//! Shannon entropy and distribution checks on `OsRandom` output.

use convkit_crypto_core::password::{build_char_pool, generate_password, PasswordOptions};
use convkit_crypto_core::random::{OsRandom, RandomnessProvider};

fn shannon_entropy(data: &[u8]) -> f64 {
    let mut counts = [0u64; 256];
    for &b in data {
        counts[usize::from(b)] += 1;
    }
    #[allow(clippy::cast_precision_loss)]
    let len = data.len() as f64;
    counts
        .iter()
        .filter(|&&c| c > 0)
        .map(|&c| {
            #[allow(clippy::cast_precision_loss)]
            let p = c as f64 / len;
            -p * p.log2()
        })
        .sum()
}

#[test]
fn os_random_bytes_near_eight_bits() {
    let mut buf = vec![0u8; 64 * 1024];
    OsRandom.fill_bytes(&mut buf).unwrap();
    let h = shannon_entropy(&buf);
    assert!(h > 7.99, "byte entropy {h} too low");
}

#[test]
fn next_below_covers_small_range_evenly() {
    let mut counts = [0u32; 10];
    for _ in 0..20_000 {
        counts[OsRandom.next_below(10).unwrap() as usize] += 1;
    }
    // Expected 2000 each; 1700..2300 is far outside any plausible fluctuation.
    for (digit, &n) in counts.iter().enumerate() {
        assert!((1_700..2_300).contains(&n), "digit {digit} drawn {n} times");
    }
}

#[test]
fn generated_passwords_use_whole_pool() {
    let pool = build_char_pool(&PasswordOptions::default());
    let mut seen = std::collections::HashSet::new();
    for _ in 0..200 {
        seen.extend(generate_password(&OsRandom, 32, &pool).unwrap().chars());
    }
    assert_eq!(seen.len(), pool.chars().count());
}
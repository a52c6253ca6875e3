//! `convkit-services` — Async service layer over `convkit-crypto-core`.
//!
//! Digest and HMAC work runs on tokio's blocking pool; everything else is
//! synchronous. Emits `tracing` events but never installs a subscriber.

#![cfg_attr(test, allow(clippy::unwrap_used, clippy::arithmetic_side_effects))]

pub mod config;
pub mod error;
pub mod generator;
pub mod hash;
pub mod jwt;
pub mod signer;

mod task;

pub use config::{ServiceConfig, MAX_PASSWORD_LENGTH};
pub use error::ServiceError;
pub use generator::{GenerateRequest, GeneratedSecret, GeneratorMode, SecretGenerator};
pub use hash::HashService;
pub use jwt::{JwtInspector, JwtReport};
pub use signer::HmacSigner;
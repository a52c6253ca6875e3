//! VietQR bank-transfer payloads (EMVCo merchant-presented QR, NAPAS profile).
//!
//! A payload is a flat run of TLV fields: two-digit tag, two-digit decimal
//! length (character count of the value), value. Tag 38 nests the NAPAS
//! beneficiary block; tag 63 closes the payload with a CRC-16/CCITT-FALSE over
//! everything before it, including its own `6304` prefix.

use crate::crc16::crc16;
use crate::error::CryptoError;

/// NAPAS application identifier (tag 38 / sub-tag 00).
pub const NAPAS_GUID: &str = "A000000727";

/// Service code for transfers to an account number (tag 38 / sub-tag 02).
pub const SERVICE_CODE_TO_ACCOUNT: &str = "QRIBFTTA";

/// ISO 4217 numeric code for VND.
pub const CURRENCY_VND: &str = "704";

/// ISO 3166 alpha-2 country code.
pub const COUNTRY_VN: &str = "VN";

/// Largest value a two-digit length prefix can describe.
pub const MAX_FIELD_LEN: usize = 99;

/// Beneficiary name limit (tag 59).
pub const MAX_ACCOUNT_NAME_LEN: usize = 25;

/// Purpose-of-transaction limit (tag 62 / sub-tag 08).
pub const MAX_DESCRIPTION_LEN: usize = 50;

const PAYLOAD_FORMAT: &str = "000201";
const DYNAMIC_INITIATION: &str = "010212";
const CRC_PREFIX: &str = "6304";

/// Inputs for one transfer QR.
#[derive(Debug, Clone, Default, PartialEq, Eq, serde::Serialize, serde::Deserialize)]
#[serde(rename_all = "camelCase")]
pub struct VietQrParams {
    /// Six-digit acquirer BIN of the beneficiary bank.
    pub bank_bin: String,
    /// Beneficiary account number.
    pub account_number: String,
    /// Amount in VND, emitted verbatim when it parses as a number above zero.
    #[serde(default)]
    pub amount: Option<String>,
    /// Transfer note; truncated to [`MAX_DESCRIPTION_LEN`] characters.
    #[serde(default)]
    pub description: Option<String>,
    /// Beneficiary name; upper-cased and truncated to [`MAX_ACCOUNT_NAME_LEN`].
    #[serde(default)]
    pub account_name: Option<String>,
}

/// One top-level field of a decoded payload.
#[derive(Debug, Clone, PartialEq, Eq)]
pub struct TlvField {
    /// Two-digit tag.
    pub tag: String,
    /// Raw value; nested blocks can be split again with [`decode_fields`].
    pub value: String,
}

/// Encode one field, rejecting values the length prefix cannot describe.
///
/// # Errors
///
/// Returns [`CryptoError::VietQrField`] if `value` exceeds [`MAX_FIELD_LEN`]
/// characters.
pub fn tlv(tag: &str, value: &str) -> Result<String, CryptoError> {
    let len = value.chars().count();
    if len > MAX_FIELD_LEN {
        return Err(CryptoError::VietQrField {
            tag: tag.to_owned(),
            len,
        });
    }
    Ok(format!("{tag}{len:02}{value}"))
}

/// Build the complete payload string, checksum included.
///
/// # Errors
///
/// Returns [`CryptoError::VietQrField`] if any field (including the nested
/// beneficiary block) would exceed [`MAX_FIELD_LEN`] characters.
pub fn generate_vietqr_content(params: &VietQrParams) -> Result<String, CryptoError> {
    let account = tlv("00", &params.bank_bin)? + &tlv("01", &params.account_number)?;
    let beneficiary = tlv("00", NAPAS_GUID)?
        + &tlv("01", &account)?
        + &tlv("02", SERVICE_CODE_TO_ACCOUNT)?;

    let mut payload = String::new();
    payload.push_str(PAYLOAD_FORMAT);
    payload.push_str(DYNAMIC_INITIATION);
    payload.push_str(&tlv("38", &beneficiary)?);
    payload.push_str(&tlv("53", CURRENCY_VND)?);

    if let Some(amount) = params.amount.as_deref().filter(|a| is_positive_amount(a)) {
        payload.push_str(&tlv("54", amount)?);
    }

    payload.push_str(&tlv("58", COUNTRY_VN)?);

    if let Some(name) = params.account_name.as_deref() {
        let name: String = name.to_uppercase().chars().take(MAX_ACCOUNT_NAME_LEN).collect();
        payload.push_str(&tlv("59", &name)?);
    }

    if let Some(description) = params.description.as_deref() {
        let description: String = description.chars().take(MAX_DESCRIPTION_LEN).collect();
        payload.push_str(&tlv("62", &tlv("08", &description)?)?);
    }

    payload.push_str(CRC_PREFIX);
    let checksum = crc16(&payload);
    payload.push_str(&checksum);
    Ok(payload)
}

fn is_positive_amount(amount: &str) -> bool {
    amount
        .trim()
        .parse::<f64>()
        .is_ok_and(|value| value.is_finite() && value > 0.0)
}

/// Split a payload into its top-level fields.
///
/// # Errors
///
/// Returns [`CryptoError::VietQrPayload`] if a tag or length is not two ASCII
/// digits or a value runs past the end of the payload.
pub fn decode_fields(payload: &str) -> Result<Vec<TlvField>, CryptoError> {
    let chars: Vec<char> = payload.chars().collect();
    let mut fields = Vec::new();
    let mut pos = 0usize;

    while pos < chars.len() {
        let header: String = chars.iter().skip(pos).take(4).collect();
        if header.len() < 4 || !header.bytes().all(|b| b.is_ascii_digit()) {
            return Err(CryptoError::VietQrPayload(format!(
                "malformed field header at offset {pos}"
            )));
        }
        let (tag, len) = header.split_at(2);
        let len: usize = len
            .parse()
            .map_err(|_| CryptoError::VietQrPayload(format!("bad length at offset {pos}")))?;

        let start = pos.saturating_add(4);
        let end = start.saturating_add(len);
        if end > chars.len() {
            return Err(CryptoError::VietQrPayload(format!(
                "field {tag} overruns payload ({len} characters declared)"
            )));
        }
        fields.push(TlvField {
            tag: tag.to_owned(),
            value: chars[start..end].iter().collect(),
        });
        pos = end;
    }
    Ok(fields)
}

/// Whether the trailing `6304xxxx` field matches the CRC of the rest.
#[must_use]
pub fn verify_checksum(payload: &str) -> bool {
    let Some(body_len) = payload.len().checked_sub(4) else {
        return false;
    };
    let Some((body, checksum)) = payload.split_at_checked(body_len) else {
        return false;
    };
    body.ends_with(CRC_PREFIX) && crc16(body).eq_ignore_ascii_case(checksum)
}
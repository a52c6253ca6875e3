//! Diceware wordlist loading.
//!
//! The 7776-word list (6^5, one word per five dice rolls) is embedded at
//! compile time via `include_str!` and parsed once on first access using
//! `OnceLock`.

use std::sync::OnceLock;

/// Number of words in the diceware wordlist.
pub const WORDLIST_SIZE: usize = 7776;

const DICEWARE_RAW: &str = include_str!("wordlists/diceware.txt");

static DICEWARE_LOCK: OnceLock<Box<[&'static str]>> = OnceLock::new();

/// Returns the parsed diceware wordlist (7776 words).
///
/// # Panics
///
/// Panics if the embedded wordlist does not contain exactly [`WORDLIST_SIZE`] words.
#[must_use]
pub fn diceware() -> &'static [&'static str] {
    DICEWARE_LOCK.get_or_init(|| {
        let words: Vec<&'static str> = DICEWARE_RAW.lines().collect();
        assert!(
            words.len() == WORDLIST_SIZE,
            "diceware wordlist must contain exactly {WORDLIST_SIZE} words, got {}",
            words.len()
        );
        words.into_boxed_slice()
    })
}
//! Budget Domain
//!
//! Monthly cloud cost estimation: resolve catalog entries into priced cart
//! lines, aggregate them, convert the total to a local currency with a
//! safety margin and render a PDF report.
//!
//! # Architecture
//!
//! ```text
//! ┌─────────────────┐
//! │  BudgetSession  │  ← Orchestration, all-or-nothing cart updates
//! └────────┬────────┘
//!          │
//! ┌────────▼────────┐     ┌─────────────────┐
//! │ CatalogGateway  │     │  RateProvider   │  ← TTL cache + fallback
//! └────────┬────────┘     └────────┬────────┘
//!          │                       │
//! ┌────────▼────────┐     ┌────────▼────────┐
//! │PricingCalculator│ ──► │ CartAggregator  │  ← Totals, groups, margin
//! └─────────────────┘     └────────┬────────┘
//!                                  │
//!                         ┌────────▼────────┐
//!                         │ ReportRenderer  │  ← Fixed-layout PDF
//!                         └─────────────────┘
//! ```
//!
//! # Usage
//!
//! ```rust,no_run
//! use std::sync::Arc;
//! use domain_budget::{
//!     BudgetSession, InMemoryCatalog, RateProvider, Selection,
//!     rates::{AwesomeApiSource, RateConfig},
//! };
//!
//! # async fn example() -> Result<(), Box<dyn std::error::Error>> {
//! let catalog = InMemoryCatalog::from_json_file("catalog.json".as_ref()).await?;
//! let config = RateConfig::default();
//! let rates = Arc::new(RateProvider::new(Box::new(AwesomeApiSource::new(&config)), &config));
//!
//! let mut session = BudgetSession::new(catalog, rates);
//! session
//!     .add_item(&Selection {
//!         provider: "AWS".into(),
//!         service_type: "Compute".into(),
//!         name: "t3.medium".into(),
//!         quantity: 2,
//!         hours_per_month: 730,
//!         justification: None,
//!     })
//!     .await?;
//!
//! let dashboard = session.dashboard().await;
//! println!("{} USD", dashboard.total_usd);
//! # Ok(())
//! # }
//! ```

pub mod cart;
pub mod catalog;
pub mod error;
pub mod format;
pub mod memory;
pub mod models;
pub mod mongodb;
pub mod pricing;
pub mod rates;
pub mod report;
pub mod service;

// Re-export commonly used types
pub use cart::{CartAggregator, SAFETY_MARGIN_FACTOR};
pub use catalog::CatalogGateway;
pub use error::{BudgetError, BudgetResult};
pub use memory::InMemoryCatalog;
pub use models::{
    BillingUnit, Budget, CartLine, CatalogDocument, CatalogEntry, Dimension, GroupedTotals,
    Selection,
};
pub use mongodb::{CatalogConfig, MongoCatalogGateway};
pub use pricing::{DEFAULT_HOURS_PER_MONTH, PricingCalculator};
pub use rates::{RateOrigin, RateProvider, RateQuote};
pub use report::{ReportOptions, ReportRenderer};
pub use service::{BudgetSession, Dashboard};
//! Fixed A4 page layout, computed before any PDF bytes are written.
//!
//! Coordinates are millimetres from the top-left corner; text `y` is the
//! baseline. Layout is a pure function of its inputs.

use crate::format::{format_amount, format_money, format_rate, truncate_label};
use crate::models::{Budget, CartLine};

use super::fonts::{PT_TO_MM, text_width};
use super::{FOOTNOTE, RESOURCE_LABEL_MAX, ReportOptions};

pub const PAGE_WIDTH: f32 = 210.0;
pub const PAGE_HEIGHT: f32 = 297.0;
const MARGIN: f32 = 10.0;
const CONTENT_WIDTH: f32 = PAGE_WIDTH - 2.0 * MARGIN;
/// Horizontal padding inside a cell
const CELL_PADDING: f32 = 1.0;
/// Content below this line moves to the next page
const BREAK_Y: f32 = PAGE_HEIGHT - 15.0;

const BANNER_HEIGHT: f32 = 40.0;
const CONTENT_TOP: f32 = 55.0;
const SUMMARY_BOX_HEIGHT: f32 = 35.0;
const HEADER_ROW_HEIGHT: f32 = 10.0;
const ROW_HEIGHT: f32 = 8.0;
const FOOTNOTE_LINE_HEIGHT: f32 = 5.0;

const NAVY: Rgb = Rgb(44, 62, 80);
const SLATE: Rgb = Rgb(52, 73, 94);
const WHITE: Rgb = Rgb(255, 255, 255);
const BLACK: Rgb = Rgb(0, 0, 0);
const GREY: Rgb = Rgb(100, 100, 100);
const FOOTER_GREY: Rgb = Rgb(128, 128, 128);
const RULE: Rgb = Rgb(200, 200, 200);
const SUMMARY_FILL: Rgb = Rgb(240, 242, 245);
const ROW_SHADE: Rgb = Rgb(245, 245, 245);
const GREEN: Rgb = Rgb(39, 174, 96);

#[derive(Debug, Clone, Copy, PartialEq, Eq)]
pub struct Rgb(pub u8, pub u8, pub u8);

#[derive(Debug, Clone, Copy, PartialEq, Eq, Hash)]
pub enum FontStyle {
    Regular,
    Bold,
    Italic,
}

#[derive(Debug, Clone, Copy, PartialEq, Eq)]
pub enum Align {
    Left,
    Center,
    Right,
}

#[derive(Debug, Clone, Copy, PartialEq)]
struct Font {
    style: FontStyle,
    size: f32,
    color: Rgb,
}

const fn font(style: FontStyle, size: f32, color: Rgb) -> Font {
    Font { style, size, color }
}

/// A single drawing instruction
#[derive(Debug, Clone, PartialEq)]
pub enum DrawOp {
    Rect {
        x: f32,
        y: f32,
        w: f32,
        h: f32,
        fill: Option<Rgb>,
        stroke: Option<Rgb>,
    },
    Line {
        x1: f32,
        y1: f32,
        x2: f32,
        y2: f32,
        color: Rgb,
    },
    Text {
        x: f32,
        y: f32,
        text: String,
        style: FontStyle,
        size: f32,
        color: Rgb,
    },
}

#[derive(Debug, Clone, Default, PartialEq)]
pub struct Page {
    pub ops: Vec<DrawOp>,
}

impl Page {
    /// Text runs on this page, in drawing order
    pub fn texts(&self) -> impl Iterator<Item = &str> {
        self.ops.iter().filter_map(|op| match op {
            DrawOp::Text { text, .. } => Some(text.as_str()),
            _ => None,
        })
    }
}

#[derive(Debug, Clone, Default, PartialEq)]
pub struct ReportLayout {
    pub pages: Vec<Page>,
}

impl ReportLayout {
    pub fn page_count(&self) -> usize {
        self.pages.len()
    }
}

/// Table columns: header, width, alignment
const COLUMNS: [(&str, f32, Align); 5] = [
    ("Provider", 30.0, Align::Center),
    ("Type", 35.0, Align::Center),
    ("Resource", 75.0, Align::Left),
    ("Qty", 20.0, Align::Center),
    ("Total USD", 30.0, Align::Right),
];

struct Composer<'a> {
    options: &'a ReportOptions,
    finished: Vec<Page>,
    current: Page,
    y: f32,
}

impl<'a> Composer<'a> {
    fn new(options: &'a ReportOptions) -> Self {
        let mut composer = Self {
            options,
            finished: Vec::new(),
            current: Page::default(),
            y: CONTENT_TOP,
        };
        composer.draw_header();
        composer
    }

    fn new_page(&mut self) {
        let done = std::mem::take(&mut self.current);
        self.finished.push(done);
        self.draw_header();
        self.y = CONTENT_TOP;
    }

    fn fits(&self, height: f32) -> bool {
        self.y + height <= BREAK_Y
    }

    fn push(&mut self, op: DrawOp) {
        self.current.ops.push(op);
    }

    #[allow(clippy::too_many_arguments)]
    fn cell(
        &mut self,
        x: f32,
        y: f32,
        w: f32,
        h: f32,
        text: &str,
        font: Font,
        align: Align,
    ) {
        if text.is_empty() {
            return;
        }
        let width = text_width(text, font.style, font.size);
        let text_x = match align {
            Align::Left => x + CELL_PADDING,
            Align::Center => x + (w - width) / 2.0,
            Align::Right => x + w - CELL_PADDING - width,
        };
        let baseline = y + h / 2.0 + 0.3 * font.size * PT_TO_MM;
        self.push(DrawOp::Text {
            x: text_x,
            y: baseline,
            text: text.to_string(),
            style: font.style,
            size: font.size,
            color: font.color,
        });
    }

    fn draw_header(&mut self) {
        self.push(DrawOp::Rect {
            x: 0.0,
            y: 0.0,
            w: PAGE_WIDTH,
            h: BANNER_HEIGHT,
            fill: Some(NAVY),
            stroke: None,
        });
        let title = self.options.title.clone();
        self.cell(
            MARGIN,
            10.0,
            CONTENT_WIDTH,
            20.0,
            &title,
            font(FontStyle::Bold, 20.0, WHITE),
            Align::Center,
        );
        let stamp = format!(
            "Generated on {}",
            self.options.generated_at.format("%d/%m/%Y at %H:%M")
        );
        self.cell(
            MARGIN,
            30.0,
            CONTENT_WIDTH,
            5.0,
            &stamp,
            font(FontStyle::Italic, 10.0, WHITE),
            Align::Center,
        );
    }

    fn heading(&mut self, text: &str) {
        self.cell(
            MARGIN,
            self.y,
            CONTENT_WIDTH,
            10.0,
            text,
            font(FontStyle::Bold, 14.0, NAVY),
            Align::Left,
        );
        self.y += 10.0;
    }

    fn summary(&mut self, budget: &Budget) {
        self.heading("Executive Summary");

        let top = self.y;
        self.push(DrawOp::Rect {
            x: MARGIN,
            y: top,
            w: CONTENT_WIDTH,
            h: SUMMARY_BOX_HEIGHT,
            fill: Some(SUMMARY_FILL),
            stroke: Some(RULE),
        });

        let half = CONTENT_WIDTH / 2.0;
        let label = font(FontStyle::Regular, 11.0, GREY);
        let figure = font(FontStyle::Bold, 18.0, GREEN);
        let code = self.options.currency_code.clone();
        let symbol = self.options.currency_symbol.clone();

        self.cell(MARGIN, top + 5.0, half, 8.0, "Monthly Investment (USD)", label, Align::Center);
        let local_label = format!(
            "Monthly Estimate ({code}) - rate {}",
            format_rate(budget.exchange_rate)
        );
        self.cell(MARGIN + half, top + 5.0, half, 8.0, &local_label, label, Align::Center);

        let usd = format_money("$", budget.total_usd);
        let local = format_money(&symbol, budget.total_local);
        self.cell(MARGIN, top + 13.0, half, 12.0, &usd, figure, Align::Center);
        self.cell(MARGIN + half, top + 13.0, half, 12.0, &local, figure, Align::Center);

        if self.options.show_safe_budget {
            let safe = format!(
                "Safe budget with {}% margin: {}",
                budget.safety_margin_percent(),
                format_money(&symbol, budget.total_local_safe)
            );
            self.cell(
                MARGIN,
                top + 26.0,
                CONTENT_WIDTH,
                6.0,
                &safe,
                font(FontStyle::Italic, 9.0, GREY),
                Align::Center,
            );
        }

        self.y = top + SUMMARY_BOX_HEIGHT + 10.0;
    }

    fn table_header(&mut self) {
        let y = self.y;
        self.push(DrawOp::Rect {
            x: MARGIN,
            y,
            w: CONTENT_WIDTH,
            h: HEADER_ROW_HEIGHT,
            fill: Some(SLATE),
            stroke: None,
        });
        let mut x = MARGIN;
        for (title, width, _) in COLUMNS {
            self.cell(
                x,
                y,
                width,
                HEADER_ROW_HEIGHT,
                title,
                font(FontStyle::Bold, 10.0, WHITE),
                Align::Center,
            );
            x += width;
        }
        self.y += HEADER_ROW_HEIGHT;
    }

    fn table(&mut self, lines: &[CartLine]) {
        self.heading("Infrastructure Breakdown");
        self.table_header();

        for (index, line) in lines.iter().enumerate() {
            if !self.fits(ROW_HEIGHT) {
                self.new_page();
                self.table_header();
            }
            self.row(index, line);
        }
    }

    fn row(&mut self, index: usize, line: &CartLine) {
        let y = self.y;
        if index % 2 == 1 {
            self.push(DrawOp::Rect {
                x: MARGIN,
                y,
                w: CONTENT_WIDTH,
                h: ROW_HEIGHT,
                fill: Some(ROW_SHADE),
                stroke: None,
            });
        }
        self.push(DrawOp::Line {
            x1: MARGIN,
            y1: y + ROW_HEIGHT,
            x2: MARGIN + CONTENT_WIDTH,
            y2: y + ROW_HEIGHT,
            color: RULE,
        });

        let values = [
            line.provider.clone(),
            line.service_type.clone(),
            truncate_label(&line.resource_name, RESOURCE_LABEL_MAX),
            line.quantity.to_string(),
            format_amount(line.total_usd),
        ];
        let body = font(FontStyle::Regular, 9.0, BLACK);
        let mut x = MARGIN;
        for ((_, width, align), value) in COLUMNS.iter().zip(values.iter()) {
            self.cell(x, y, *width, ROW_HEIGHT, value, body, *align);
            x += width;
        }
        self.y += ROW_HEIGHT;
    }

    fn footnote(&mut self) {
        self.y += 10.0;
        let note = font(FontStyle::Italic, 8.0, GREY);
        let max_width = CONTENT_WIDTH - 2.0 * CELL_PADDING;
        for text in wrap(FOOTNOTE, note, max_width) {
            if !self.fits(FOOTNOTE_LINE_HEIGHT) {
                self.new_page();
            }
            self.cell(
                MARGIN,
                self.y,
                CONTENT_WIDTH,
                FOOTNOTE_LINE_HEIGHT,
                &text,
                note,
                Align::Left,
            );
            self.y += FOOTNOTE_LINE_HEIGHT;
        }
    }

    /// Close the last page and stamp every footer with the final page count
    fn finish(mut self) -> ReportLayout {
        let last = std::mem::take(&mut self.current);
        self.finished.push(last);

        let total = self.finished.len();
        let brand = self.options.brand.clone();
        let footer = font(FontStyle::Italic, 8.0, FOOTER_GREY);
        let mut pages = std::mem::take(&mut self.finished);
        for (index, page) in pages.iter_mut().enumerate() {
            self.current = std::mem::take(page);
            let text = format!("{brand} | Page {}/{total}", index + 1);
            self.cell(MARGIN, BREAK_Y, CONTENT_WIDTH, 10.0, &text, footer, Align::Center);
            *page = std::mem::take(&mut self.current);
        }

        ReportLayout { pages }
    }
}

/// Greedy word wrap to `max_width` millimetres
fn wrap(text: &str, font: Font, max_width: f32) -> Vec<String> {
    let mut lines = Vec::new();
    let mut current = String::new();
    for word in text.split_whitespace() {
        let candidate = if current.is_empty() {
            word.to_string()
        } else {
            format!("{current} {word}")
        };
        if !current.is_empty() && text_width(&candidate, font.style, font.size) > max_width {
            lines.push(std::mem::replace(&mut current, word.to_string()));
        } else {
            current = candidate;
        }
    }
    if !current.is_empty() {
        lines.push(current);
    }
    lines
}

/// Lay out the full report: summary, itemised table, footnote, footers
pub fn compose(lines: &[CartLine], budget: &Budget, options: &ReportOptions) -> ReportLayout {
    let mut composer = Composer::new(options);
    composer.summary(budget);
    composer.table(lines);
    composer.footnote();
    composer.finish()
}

---*---

TASK REQUIREMENTS:
Which of the lines above include the string "clippy"? Pick them out and copy them.

ANSWER TO THIS PROBLEM:
    #[allow(clippy::cast_precision_loss)]
            #[allow(clippy::cast_precision_loss)]
#![cfg_attr(test, allow(clippy::unwrap_used, clippy::arithmetic_side_effects))]
    #[allow(clippy::too_many_arguments)]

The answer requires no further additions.